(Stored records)
======

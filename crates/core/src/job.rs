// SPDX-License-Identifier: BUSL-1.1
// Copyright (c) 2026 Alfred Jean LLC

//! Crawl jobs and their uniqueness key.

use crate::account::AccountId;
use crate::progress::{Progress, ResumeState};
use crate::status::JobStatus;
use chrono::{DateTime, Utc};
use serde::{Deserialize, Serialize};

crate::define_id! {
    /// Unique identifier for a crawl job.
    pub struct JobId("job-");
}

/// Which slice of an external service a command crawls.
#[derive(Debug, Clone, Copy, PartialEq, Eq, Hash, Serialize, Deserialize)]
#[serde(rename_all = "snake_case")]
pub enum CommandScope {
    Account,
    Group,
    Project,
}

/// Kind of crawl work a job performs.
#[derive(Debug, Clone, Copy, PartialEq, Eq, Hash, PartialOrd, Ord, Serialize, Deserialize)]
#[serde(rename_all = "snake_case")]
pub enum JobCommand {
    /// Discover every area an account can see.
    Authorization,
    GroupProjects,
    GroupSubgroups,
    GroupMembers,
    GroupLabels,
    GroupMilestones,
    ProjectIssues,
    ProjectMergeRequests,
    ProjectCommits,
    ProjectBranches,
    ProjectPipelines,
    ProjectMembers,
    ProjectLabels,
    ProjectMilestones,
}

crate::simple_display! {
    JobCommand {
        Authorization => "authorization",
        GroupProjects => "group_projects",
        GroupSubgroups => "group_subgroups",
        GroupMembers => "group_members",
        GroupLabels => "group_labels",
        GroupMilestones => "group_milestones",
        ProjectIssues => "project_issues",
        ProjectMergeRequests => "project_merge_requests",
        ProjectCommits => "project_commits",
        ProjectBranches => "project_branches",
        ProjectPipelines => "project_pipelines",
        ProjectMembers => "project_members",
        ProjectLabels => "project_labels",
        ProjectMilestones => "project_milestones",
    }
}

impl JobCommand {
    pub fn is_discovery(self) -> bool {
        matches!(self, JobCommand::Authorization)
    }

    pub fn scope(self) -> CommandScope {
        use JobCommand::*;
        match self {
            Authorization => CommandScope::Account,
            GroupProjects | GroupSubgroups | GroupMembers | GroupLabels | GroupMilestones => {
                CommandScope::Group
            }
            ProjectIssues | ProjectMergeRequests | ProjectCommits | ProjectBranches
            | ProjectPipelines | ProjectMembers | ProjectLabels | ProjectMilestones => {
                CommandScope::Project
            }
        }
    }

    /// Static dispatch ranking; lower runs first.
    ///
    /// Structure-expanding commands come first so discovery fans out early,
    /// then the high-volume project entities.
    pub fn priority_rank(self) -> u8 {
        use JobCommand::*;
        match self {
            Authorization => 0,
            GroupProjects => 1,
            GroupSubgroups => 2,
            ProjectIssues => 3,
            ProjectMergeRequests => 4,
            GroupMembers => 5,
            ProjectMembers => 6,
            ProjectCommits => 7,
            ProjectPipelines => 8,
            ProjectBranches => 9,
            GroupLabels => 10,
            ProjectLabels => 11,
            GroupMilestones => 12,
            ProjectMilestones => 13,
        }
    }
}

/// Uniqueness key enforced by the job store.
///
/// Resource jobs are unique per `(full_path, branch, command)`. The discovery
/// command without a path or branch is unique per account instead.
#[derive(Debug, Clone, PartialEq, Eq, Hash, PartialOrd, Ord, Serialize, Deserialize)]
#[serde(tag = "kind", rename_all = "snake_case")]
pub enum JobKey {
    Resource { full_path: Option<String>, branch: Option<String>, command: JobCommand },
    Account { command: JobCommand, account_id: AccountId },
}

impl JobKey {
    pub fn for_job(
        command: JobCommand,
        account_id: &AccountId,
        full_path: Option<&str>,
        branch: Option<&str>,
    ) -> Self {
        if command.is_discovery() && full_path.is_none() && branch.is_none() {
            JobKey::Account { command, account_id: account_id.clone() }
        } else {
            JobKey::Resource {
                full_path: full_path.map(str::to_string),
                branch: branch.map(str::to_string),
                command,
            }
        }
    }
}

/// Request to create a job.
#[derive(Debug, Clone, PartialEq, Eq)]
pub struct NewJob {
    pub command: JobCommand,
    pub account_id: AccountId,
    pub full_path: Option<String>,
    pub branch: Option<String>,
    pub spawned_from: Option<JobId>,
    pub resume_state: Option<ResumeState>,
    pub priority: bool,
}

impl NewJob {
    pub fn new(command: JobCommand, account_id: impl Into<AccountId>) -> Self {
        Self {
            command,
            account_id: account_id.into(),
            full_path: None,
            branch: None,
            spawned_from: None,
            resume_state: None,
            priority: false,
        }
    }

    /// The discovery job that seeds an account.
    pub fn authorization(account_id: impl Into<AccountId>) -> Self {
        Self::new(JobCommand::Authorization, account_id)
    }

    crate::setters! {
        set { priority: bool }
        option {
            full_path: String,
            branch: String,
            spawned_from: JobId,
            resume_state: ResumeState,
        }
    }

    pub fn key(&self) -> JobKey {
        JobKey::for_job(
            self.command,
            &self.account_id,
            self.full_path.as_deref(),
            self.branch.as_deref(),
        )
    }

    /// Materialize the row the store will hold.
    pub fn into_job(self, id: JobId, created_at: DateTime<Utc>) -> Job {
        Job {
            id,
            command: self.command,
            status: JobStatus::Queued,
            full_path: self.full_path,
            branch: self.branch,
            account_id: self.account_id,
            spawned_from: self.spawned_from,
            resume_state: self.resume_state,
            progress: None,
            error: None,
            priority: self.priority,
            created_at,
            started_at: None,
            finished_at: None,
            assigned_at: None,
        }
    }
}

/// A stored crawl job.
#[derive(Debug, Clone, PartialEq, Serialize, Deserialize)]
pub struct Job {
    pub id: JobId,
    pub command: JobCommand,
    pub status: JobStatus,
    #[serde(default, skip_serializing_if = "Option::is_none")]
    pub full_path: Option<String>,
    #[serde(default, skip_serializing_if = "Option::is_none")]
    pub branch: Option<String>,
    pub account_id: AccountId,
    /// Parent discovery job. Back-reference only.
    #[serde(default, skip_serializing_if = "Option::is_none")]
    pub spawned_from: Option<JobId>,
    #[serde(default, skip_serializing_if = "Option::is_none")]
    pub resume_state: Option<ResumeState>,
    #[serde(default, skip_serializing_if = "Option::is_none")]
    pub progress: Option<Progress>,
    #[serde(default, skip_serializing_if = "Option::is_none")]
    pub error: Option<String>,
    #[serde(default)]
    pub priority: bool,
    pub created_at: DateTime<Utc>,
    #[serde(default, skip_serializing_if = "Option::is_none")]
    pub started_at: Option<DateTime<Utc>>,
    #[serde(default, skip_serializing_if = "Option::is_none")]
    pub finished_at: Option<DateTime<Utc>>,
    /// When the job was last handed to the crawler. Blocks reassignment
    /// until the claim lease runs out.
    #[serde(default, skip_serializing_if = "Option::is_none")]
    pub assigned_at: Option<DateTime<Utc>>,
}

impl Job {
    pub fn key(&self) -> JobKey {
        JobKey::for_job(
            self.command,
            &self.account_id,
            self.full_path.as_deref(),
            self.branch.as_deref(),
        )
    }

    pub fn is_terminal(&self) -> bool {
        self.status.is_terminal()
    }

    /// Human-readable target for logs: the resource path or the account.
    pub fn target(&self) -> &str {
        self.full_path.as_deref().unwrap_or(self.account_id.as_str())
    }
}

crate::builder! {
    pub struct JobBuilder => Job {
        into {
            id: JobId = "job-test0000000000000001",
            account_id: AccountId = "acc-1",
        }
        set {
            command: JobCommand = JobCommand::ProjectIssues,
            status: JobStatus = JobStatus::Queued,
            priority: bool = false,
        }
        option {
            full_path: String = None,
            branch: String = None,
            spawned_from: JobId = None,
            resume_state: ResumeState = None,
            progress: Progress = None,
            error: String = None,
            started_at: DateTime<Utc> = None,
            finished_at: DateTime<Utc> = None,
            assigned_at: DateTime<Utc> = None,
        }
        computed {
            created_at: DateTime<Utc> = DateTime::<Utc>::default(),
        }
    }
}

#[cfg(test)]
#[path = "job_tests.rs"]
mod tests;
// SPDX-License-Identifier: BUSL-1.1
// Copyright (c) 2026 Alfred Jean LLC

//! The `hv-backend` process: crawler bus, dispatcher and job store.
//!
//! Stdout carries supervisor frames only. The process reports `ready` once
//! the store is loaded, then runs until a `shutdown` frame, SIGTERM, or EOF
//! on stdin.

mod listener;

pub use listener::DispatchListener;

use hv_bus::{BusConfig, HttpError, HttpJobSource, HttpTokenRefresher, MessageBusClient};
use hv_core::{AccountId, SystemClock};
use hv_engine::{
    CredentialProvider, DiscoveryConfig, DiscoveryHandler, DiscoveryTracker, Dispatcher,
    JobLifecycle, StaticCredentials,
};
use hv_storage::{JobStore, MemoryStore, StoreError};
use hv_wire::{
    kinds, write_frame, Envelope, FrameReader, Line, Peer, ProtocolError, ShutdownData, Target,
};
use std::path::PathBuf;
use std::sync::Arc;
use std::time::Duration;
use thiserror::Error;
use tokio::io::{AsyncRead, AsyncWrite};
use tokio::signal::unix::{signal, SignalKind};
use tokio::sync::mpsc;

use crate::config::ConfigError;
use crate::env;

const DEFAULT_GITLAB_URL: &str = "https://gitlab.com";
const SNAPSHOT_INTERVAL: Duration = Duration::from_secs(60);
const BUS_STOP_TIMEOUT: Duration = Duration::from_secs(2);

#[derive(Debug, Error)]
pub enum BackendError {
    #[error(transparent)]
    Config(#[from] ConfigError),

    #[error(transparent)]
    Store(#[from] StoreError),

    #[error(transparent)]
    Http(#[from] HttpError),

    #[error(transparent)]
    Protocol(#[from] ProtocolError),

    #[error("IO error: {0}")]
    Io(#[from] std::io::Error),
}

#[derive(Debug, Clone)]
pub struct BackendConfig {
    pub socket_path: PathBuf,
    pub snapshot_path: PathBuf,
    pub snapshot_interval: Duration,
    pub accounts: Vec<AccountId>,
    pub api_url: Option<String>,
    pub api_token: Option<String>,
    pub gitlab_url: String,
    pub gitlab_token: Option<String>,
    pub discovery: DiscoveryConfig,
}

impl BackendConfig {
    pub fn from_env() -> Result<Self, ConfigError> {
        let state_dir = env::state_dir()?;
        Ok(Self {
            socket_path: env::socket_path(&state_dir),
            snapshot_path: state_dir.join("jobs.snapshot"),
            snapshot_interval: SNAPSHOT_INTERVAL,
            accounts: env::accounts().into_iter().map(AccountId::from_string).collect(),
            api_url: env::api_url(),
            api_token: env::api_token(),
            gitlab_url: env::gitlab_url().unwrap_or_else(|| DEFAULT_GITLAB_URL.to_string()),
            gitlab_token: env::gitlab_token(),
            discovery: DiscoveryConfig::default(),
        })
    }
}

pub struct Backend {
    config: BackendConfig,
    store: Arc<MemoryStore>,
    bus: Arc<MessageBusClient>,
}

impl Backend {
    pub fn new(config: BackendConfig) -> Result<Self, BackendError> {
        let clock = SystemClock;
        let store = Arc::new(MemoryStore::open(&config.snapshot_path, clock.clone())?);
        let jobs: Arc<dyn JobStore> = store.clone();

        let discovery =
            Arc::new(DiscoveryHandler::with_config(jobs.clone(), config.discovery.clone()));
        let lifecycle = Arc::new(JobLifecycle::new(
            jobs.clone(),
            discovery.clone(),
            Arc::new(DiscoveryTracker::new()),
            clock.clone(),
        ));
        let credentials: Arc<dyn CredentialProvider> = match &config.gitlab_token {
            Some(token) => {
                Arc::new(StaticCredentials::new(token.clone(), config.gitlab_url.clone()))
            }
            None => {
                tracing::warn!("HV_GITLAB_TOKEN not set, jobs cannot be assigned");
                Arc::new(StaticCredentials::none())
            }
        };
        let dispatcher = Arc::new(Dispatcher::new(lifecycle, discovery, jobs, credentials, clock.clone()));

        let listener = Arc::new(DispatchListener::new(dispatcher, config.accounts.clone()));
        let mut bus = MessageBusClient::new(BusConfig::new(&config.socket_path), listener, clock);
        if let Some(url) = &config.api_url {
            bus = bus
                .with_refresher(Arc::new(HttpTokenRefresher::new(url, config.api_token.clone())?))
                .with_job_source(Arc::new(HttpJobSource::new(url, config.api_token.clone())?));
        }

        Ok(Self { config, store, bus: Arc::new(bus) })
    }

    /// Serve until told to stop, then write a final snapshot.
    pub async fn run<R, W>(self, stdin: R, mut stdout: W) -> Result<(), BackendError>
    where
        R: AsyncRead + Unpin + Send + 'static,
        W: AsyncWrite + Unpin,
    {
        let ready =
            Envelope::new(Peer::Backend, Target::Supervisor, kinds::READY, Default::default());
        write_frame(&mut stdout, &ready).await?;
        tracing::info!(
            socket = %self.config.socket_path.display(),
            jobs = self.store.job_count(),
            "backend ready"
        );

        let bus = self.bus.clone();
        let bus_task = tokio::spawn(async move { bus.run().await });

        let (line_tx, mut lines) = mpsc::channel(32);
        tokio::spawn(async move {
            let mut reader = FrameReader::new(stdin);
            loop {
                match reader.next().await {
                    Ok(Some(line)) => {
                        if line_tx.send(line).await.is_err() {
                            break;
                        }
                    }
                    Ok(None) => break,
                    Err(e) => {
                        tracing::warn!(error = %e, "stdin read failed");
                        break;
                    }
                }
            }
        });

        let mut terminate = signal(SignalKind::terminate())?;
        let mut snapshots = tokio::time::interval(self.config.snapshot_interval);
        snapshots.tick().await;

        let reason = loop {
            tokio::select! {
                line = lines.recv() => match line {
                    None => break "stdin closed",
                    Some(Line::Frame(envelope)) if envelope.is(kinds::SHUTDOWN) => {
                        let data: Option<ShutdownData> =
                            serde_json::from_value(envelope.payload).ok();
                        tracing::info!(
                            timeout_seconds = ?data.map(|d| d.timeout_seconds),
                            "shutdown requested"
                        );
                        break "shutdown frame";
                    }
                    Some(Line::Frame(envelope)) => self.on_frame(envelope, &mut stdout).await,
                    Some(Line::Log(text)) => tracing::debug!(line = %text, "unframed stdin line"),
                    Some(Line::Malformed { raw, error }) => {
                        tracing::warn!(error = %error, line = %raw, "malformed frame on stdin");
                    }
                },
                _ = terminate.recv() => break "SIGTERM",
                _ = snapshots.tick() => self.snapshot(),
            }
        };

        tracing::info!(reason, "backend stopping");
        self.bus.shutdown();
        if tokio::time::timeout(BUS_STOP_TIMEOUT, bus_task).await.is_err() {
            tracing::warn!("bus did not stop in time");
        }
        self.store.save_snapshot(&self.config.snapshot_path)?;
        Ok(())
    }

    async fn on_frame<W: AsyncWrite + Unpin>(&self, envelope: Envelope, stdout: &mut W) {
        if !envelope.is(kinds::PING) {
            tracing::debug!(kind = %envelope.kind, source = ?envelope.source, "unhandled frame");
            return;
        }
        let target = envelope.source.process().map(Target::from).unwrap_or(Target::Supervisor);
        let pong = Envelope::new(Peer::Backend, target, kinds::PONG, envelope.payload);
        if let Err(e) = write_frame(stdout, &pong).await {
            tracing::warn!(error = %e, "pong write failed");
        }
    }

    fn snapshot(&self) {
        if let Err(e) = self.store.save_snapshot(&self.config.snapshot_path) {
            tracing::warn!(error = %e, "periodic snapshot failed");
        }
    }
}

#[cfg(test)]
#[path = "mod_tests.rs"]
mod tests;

======

● **Task to complete**
Gather up the lines containing the word "first" from these records and copy them.

● **Final answer**
    /// Static dispatch ranking; lower runs first.
    /// Structure-expanding commands come first so discovery fans out early,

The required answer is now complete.